Bringing technology and music together creates a powerful tool for your wellness. Research from the field of music therapy has grown extensively in the last ten years, and is more accessible than ever. Music, that ever-present expression of human emotion, has been shown to improve physical well-being, reduce stress, and many more benefits that we are just beginning to understand. As technology improves, there are more and more ways to access music and use it in beneficial ways that have never been thought of before.
For example, A new app called Humm.ly is the first to combine music therapy and mindfulness techniques. I spoke to Humm.ly founder Joanna Yu about how her app leverages a foundational understanding of music characteristics and their physiological impacts on the human body, and then uses this combination of data, technology, and music therapy research allow you to experience customized positive outcomes for full mind and body wellness. There really is no limit to how music can impact our well-being with such innovation on the market.
Here are a few ways that music, plus technology and research, can help you experience more health, joy, and well-being.
- Change Your Mood
No matter what mood you may be feeling throughout the day, music can help. In music therapy, the “iso-principle” is a process of matching mood with music that transitions you to a different mood state. Feeling anxious? Guided music experiences can match your mood and calm your senses. Emotions evoked by music are biologically similar to regularly occurring emotions. Engaging with music in ways that utilize the Iso-Principle has the power to change your mood.
- Increase Your Cognition
Your work requires high cognitive demand. Music can support your attention, analysis, and problem-solving skills, but not through the way you may think. It has been suggested that listening to Mozart can increase cognition, however, researchers have not been able to replicate the positive results found in the original study.
Instead, the field of music therapy has found that personal music preference and autonomy are two factors necessary for experiencing cognitive gains. For example, in a study about computer information systems workers and music listening, cognitive performance increased when participants listened to self-selected music for at least 30 minutes throughout their day.
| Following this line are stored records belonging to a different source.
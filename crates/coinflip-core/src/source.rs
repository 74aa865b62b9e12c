//! Biased coin: the raw, untrusted side of the pipeline.
//!
//! A [`BiasedSource`] produces independent Bernoulli outcomes where tails
//! occurs with probability `p` and heads with probability `1 - p`.

use crate::error::{CoinflipError, Result};
use crate::rng::RngStream;

/// A single coin outcome. `Heads` is the bit value 1.
#[derive(Debug, Clone, Copy, PartialEq, Eq, Hash)]
#[repr(u8)]
pub enum Bit {
    Tails = 0,
    Heads = 1,
}

impl Bit {
    /// Numeric value of the bit (0 or 1).
    pub fn value(self) -> u8 {
        self as u8
    }

    pub fn is_heads(self) -> bool {
        self == Self::Heads
    }
}

impl From<bool> for Bit {
    fn from(heads: bool) -> Self {
        if heads { Self::Heads } else { Self::Tails }
    }
}

impl From<Bit> for u8 {
    fn from(bit: Bit) -> Self {
        bit.value()
    }
}

impl std::fmt::Display for Bit {
    fn fmt(&self, f: &mut std::fmt::Formatter<'_>) -> std::fmt::Result {
        match self {
            Self::Tails => write!(f, "T"),
            Self::Heads => write!(f, "H"),
        }
    }
}

/// Probability of tails, validated to lie in `[0, 1]`.
#[derive(Debug, Clone, Copy, PartialEq, PartialOrd)]
pub struct BiasProbability(f64);

impl BiasProbability {
    /// Validate `p`. NaN and anything outside `[0, 1]` is a configuration error.
    pub fn new(p: f64) -> Result<Self> {
        if !(0.0..=1.0).contains(&p) {
            return Err(CoinflipError::Configuration { probability: p });
        }
        Ok(Self(p))
    }

    pub fn value(self) -> f64 {
        self.0
    }

    /// `true` when the coin always lands the same way (p = 0 or p = 1).
    pub fn is_degenerate(self) -> bool {
        self.0 == 0.0 || self.0 == 1.0
    }
}

impl std::fmt::Display for BiasProbability {
    fn fmt(&self, f: &mut std::fmt::Formatter<'_>) -> std::fmt::Result {
        write!(f, "{}", self.0)
    }
}

/// Biased coin backed by an owned uniform stream.
#[derive(Debug, Clone)]
pub struct BiasedSource {
    probability: BiasProbability,
    rng: RngStream,
}

impl BiasedSource {
    pub fn new(probability: BiasProbability, rng: RngStream) -> Self {
        Self { probability, rng }
    }

    /// Validate a raw probability and build the source in one step.
    pub fn with_probability(p: f64, rng: RngStream) -> Result<Self> {
        Ok(Self::new(BiasProbability::new(p)?, rng))
    }

    pub fn probability(&self) -> BiasProbability {
        self.probability
    }

    /// The underlying stream (for seed/draw inspection).
    pub fn rng(&self) -> &RngStream {
        &self.rng
    }

    /// Flip once: heads if `u >= p`, tails otherwise.
    pub fn flip(&mut self) -> Bit {
        Bit::from(self.rng.next_uniform() >= self.probability.value())
    }
}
Listening to the music you prefer, when you want to, is the key for experiencing increased cognition.
- Reduce Your Pain
Experiencing pain is exhausting and isolating. Many studies about the effects of music on pain indicates that music can reduce pain, minimize emotional distress, decrease use of anesthetics and opioids, and lower elevated vital signs such as blood pressure, heart rate, and respiration.
- Boost Your Performance
Feeling energized is essential for your wellness. Music therapy research indicates that music can increase performance and recovery heart rate for young adults, athletes, and older adults. Aspects of music such as consistent rhythm and predictable harmony, and non-musical associations, such as memories, are factors that contribute to increased performance.
- Soothe Burnout and Bring Peace
Burnout is plaguing the workforce nationwide, no matter the industry. A psychological response to prolonged stress at work, burnout can increase depression and the likelihood of physical illness. Guided imagery and music is one method for reducing chronic work-related stress and subsequent behaviors, such as faster return to work after sick leave.
- Connect with Others
Healthy relationships are the secret to long life. Listening to music with others can be a powerful experience, explained by a phenomenon called entrainment. While playing or listening to music our bodies can physically sync to the rhythm. One example of this is sailors singing together while working at sea. Another example is worship music found in spiritual spaces. By engaging in music together, we become more in-sync with those around us.
- Sync With Technology
Music is evolving, just as we are, and technology is catching up. Humm.ly collects data from Apple HealthKit and other information sources. Leveraging this data, in addition to historical patterns, the app creates customized content to provide an impactful music experience. The power in the analytics comes from understanding how to map an individual’s data to the established physiology behind music therapy and its impact on the brain.